**What is required**
A word-for-word restatement of every entry is what is needed here.
- - - - - - -
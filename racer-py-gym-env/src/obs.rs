//! Observation for [`GymEnv`](crate::GymEnv).
use ndarray::Array3;
use racer_core::Obs;

/// An RGB frame of shape `(height, width, 3)`.
///
/// The dtype is the same as the Python environment, so the frame goes back to
/// Python policies without conversion.
#[derive(Clone, Debug, PartialEq)]
pub struct PixelObs(pub Array3<u8>);

impl Obs for PixelObs {}
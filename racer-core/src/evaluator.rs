//! Evaluate a trained [`Policy`](crate::Policy).
mod config;
mod rollout;
mod video;
use crate::{error::RacerError, Agent, Env};
use anyhow::Result;
pub use config::EvaluatorConfig;
use log::info;
pub use rollout::{EpisodeResult, Evaluator};
use std::path::Path;
pub use video::{VideoFile, VideoReport};

/// Loads an agent saved with [`Agent::save`].
///
/// Returns [`RacerError::ModelNotFound`] if nothing has been saved at `path`.
pub fn load_agent<E, A>(config: &A::Config, path: &Path) -> Result<A>
where
    E: Env,
    A: Agent<E>,
{
    let artifact = A::artifact_path(path);
    if !artifact.is_file() {
        return Err(RacerError::ModelNotFound(path.to_path_buf()).into());
    }
    let agent = A::load(config, path)?;
    info!("Loaded the model from {:?}", &artifact);
    Ok(agent)
}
- - - - - - -
**Final answer**
filename racer-py-gym-env/src/obs.rs
//! Observation for [`GymEnv`](crate::GymEnv).
use ndarray::Array3;
use racer_core::Obs;

/// An RGB frame of shape `(height, width, 3)`.
///
/// The dtype is the same as the Python environment, so the frame goes back to
/// Python policies without conversion.
#[derive(Clone, Debug, PartialEq)]
pub struct PixelObs(pub Array3<u8>);

impl Obs for PixelObs {}
filename racer-core/src/evaluator.rs
//! Evaluate a trained [`Policy`](crate::Policy).
mod config;
mod rollout;
mod video;
use crate::{error::RacerError, Agent, Env};
use anyhow::Result;
pub use config::EvaluatorConfig;
use log::info;
pub use rollout::{EpisodeResult, Evaluator};
use std::path::Path;
pub use video::{VideoFile, VideoReport};

/// Loads an agent saved with [`Agent::save`].
///
/// Returns [`RacerError::ModelNotFound`] if nothing has been saved at `path`.
pub fn load_agent<E, A>(config: &A::Config, path: &Path) -> Result<A>
where
    E: Env,
    A: Agent<E>,
{
    let artifact = A::artifact_path(path);
    if !artifact.is_file() {
        return Err(RacerError::ModelNotFound(path.to_path_buf()).into());
    }
    let agent = A::load(config, path)?;
    info!("Loaded the model from {:?}", &artifact);
    Ok(agent)
}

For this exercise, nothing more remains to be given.